Fit to weighted sample and SumW2Error

FLuan · June 8, 2021, 8:26am

Dear experts,

I’m trying to fit a weighted MC sample with RooFit, Root version 6.24. If no option is specified for the error calculation in the fitTo(), I receive the following warning:

[#0] WARNING:InputArguments -- RooAbsPdf::fitTo(pdf_fit) WARNING: a likelihood fit is requested of what appears to be weighted data.
       While the estimated values of the parameters will always be calculated taking the weights into account,
       there are multiple ways to estimate the errors of the parameters. You are advised to make an
       explicit choice for the error calculation:
           - Either provide SumW2Error(true), to calculate a sum-of-weights-corrected HESSE error matrix
             (error will be proportional to the number of events in MC).
           - Or provide SumW2Error(false), to return errors from original HESSE error matrix
             (which will be proportional to the sum of the weights, i.e., a dataset with <sum of weights> events).
           - Or provide AsymptoticError(true), to use the asymptotically correct expression
             (for details see https://arxiv.org/abs/1911.01303).

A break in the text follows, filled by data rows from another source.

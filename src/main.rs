use std::sync::Arc;

use clap::Parser;
use tracing::{error, info};
use tracing_subscriber::EnvFilter;

use messenger_accounts::account::{AccountStore, DefaultDeliveryPolicy};
use messenger_accounts::cli::{self, Cli, Commands};
use messenger_accounts::config::AccountsConfig;
use messenger_accounts::error::Result;
use messenger_accounts::storage::Storage;

fn main() {
    let cli = Cli::parse();
    let config = AccountsConfig::load_or_default(&cli.config);

    // Initialize tracing; RUST_LOG wins over the configured level
    let filter = EnvFilter::try_from_default_env()
        .unwrap_or_else(|_| EnvFilter::new(&config.log_level));
    tracing_subscriber::fmt().with_env_filter(filter).init();

    if let Err(e) = run(cli.command, &config) {
        error!("{}", e);
        std::process::exit(1);
    }
}

fn run(command: Commands, config: &AccountsConfig) -> Result<()> {
    info!("Persistence: Opening Sled DB at '{}'...", config.storage.db_path);
    let storage = Arc::new(Storage::open(&config.storage.db_path)?);
    let mut store = AccountStore::with_storage(storage)?;

    match command {
        Commands::Account { cmd } => {
            cli::account::handle_account_command(cmd, &mut store, &DefaultDeliveryPolicy)
        }
        Commands::Device { cmd } => cli::device::handle_device_command(cmd, &mut store),
    }
}
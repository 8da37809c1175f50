//! Delivery policy decision points
//!
//! Rate limiting and relay routing live in their own subsystems. The account
//! layer only exposes where those decisions are asked for, through a
//! replaceable [`DeliveryPolicy`].

use super::types::Account;

/// Policy consulted by message routing before delivering to an account
pub trait DeliveryPolicy {
    /// Whether deliveries to `account` go through rate limiting
    fn is_rate_limited(&self, account: &Account) -> bool;

    /// Remote relay that owns `account`, or `None` for local delivery
    fn relay(&self, account: &Account) -> Option<String>;
}

/// Every account is rate limited and delivered locally
#[derive(Debug, Default, Clone, Copy, PartialEq, Eq)]
pub struct DefaultDeliveryPolicy;

impl DeliveryPolicy for DefaultDeliveryPolicy {
    fn is_rate_limited(&self, _account: &Account) -> bool {
        true
    }

    fn relay(&self, _account: &Account) -> Option<String> {
        None
    }
}

impl Account {
    /// Rate limiting decision under [`DefaultDeliveryPolicy`]
    pub fn is_rate_limited(&self) -> bool {
        DefaultDeliveryPolicy.is_rate_limited(self)
    }

    /// Relay under [`DefaultDeliveryPolicy`]
    pub fn relay(&self) -> Option<String> {
        DefaultDeliveryPolicy.relay(self)
    }
}

#[cfg(test)]
mod tests {
    use super::*;

    struct FederatedPolicy {
        relay: String,
    }

    impl DeliveryPolicy for FederatedPolicy {
        fn is_rate_limited(&self, account: &Account) -> bool {
            !account.number().starts_with("+1")
        }

        fn relay(&self, _account: &Account) -> Option<String> {
            Some(self.relay.clone())
        }
    }

    #[test]
    fn test_default_policy() {
        let account = Account::new();
        assert!(account.is_rate_limited());
        assert_eq!(account.relay(), None);
        assert!(DefaultDeliveryPolicy.is_rate_limited(&account));
    }

    #[test]
    fn test_policy_is_replaceable() {
        let mut account = Account::new();
        account.set_number("+14155555555");

        let policy: Box<dyn DeliveryPolicy> = Box::new(FederatedPolicy {
            relay: "relay.example.org".to_string(),
        });
        assert!(!policy.is_rate_limited(&account));
        assert_eq!(policy.relay(&account).as_deref(), Some("relay.example.org"));
    }
}
//! Text and JSON structure reports.

use std::io::{self, Write};

use console::style;
use mxfkit::{ClassifiedKlv, Classification, File, Klv, PackMeta, Partition, PartitionKind};
use serde::Serialize;

use crate::detail::DetailReport;

/// What the reports show.
#[derive(Debug, Clone, Copy)]
pub struct ReportConfig {
    /// 1 = flat KLV list, 2 = partition tree, 3 = tree with KLVs.
    pub level: u8,
    /// KLVs listed before folding (0 = unlimited).
    pub max: usize,
    /// List unknown KLVs at level 3.
    pub show_unknown: bool,
}

impl ReportConfig {
    fn limit(&self) -> usize {
        if self.max == 0 {
            usize::MAX
        } else {
            self.max
        }
    }
}

/// Display name of a classified KLV.
pub fn klv_name(entry: &ClassifiedKlv) -> String {
    match entry.class {
        Classification::Unknown => format!("<[Unknown {}]>", entry.klv.key),
        class => class.to_string(),
    }
}

fn fold_line(out: &mut impl Write, from: usize, total: usize) -> io::Result<()> {
    writeln!(
        out,
        "{}",
        style(format!("... #{}~{} KLVs folded ...", from, total)).dim()
    )
}

/// Write the summary line and the flat KLV list.
pub fn write_klv_list(
    out: &mut impl Write,
    config: &ReportConfig,
    file_name: &str,
    file_size: u64,
    klvs: &[Klv],
) -> io::Result<()> {
    writeln!(
        out,
        "total {} klv read from file {} with size {} bytes",
        klvs.len(),
        file_name,
        file_size
    )?;

    let limit = config.limit();
    for (i, klv) in klvs.iter().enumerate() {
        if i == limit {
            return fold_line(out, i, klvs.len());
        }
        writeln!(
            out,
            "#{} klv @{} with size {}: data-len: {} @{}",
            i,
            klv.at,
            klv.size(),
            klv.length,
            klv.value_start
        )?;
    }
    Ok(())
}

fn format_meta(meta: &PackMeta) -> String {
    format!(
        "{{kag: {}, this: {}, previous: {}, footer: {}, header-bytes: {}, index-bytes: {}, \
         index-sid: {}, body-offset: {}, body-sid: {}}}",
        meta.kag_size,
        meta.this_partition,
        meta.previous_partition,
        meta.footer_partition,
        meta.header_byte_count,
        meta.index_byte_count,
        meta.index_sid,
        meta.body_offset,
        meta.body_sid
    )
}

/// Every non-fill triplet counts, classified or not.
fn valid_klvs(partition: &Partition) -> usize {
    partition.sub().len()
}

fn write_partition(
    out: &mut impl Write,
    config: &ReportConfig,
    partition: &Partition,
) -> io::Result<()> {
    writeln!(
        out,
        "{} closed={}, completed={}, nContainers: {}, meta: {}",
        style(format!("== {}:", partition.kind())).cyan().bold(),
        partition.closed(),
        partition.completed(),
        partition.essence_containers().len(),
        format_meta(partition.meta())
    )?;

    if partition.kind() == PartitionKind::Header {
        let op = partition
            .operational_pattern()
            .and_then(|op| op.short_name())
            .unwrap_or_else(|| "invalid".to_string());
        writeln!(out, "   OP: {}", style(op).yellow())?;
        for (i, label) in partition.essence_containers().labels().enumerate() {
            writeln!(out, "   EC[{}]: {}", i, label)?;
        }
    }

    if config.level >= 3 {
        let limit = config.limit();
        let mut shown = 0;
        for (i, entry) in partition.sub().iter().enumerate() {
            if !entry.class.is_known() && !config.show_unknown {
                continue;
            }
            if shown == limit {
                fold_line(out, i, partition.sub().len())?;
                break;
            }
            shown += 1;
            writeln!(
                out,
                "|   #{} klv {} @{} with size {}: data-len: {} @{}",
                i,
                klv_name(entry),
                entry.klv.at,
                entry.klv.size(),
                entry.klv.length,
                entry.klv.value_start
            )?;
        }
    }

    writeln!(out, "|-- total {} valid KLVs", valid_klvs(partition))
}

/// Write the partition tree (level 2 and up).
pub fn write_partitions(out: &mut impl Write, config: &ReportConfig, file: &File) -> io::Result<()> {
    if !file.run_in.is_empty() {
        writeln!(
            out,
            "{} {} KLVs before the header partition",
            style("== RunIn:").cyan().bold(),
            file.run_in.len()
        )?;
    }
    for partition in file.partitions() {
        write_partition(out, config, partition)?;
    }
    Ok(())
}

// =============================================================================
// JSON
// =============================================================================

/// One KLV in JSON output.
#[derive(Debug, Clone, Serialize)]
pub struct KlvInfo {
    /// Index in the scan, or in the partition for partition listings.
    pub index: usize,
    /// Classified name.
    #[serde(skip_serializing_if = "Option::is_none")]
    pub name: Option<String>,
    /// Key as dotted hex.
    pub key: String,
    /// Offset of the key.
    pub offset: u64,
    /// Total size (key + length + value).
    pub size: u64,
    /// Value length.
    pub length: u64,
    /// Offset of the value.
    pub value_offset: u64,
}

impl KlvInfo {
    fn new(index: usize, klv: &Klv, name: Option<String>) -> Self {
        KlvInfo {
            index,
            name,
            key: klv.key.to_string(),
            offset: klv.at,
            size: klv.size(),
            length: klv.length,
            value_offset: klv.value_start,
        }
    }
}

/// Partition pack fields in JSON output.
#[derive(Debug, Clone, Serialize)]
pub struct MetaInfo {
    pub kag_size: u32,
    pub this_partition: u64,
    pub previous_partition: u64,
    pub footer_partition: u64,
    pub header_byte_count: u64,
    pub index_byte_count: u64,
    pub index_sid: u32,
    pub body_offset: u64,
    pub body_sid: u32,
}

impl From<&PackMeta> for MetaInfo {
    fn from(meta: &PackMeta) -> Self {
        MetaInfo {
            kag_size: meta.kag_size,
            this_partition: meta.this_partition,
            previous_partition: meta.previous_partition,
            footer_partition: meta.footer_partition,
            header_byte_count: meta.header_byte_count,
            index_byte_count: meta.index_byte_count,
            index_sid: meta.index_sid,
            body_offset: meta.body_offset,
            body_sid: meta.body_sid,
        }
    }
}

/// One partition in JSON output.
#[derive(Debug, Clone, Serialize)]
pub struct PartitionInfo {
    /// Header, Body or Footer.
    pub kind: String,
    pub closed: bool,
    pub completed: bool,
    /// Operational pattern short name, when the pack carries a valid one.
    #[serde(skip_serializing_if = "Option::is_none")]
    pub operational_pattern: Option<String>,
    /// Essence container labels.
    pub essence_containers: Vec<String>,
    pub meta: MetaInfo,
    /// Number of non-fill KLVs.
    pub valid_klvs: usize,
    /// KLVs inside the partition (level 3).
    #[serde(skip_serializing_if = "Vec::is_empty")]
    pub klvs: Vec<KlvInfo>,
}

impl PartitionInfo {
    fn new(config: &ReportConfig, partition: &Partition) -> Self {
        let klvs = if config.level >= 3 {
            partition
                .sub()
                .iter()
                .enumerate()
                .filter(|(_, k)| k.class.is_known() || config.show_unknown)
                .map(|(i, k)| KlvInfo::new(i, &k.klv, Some(klv_name(k))))
                .collect()
        } else {
            Vec::new()
        };

        PartitionInfo {
            kind: partition.kind().to_string(),
            closed: partition.closed(),
            completed: partition.completed(),
            operational_pattern: partition.operational_pattern().and_then(|op| op.short_name()),
            essence_containers: partition
                .essence_containers()
                .labels()
                .map(|ul| ul.to_string())
                .collect(),
            meta: partition.meta().into(),
            valid_klvs: valid_klvs(partition),
            klvs,
        }
    }
}

/// Full JSON report.
#[derive(Debug, Clone, Serialize)]
pub struct FileReport {
    /// File path.
    pub file: String,
    /// File size in bytes.
    pub size_bytes: u64,
    /// Number of KLVs scanned.
    pub total_klvs: usize,
    /// Flat KLV list (level 1, or when assembly failed).
    #[serde(skip_serializing_if = "Vec::is_empty")]
    pub klvs: Vec<KlvInfo>,
    /// KLVs before the header partition.
    #[serde(skip_serializing_if = "Option::is_none")]
    pub run_in: Option<usize>,
    /// Partition tree (level 2 and up).
    #[serde(skip_serializing_if = "Vec::is_empty")]
    pub partitions: Vec<PartitionInfo>,
    /// Requested KLV detail.
    #[serde(skip_serializing_if = "Option::is_none")]
    pub detail: Option<DetailReport>,
    /// Assembly error.
    #[serde(skip_serializing_if = "Option::is_none")]
    pub error: Option<String>,
}

impl FileReport {
    /// Build a report; `file` is `None` when assembly failed.
    pub fn new(
        config: &ReportConfig,
        file_name: &str,
        file_size: u64,
        klvs: &[Klv],
        file: Option<&File>,
    ) -> Self {
        let flat = file.is_none() || config.level <= 1;
        FileReport {
            file: file_name.to_string(),
            size_bytes: file_size,
            total_klvs: klvs.len(),
            klvs: if flat {
                klvs.iter()
                    .enumerate()
                    .map(|(i, k)| KlvInfo::new(i, k, None))
                    .collect()
            } else {
                Vec::new()
            },
            run_in: file
                .map(|f| f.run_in.len())
                .filter(|&n| n > 0 && config.level >= 2),
            partitions: match file {
                Some(file) if config.level >= 2 => file
                    .partitions()
                    .map(|p| PartitionInfo::new(config, p))
                    .collect(),
                _ => Vec::new(),
            },
            detail: None,
            error: None,
        }
    }
}
#![no_main]

//! Fuzz target for MXF pack and set values.
//!
//! Feeds arbitrary values to the partition pack, batch, local set, primer
//! pack and random index pack parsers.

use arbitrary::Arbitrary;
use libfuzzer_sys::fuzz_target;
use mxfkit::ul::labels;
use mxfkit::{
    parse_local_set, Batch, LengthEncoding, PartitionPack, PrimerPack, RandomIndexPack,
    UniversalLabel,
};

#[derive(Arbitrary, Debug)]
struct PackInput {
    value: Vec<u8>,
    target: PackTarget,
}

#[derive(Arbitrary, Debug)]
enum PackTarget {
    /// Parse a partition pack of the given kind and status
    PartitionPack { kind: u8, status: u8 },
    /// Parse a batch
    Batch,
    /// Parse a 2-byte local set
    LocalSet,
    /// Parse a primer pack
    PrimerPack,
    /// Parse a random index pack
    RandomIndexPack,
}

fuzz_target!(|input: PackInput| {
    if input.value.len() > 64 * 1024 {
        return;
    }

    match input.target {
        PackTarget::PartitionPack { kind, status } => {
            let key = UniversalLabel::new(labels::partition_pack(kind, status));
            if let Ok(pack) = PartitionPack::parse(&key, &input.value) {
                assert!(input.value.len() >= mxfkit::partition::PACK_META_SIZE);
                assert_eq!(
                    pack.has_valid_operational_pattern(),
                    pack.operational_pattern.is_some()
                );
            }
        }

        PackTarget::Batch => {
            if let Ok(batch) = Batch::parse(&input.value) {
                assert_eq!(batch.len(), batch.count as usize);
            }
        }

        PackTarget::LocalSet => {
            if let Ok(entries) = parse_local_set(&input.value, LengthEncoding::TwoByte) {
                let total: usize = entries.iter().map(|e| 4 + e.value.len()).sum();
                assert!(total <= input.value.len());
            }
        }

        PackTarget::PrimerPack => {
            let _ = PrimerPack::parse(&input.value);
        }

        PackTarget::RandomIndexPack => {
            let _ = RandomIndexPack::parse(&input.value);
        }
    }
});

and the fit converges [covQual() = 3]. The same happens if I use SumW2Error(false). However, if I use the option SumW2Error(true), the fit doesn’t converge [covQual() = 2]. Also, in any of these configurations, the yield’s uncertainty returned is too small [much smaller than sqrt(N)]; for example, with SumW2Error(false) I get

Nsig = 731393 +- 34.7383, covQual() = 3

and with SumW2Error(true) I get

Nsig = 731393 +- 38.0404, covQual() = 2.

I also tested with another minimizer (Minuit2), but the results are very similar.
My questions are:

Why is the fit failing to converge with SumW2Error(true)?
And why is the fitted yield’s uncertainty so small in both cases?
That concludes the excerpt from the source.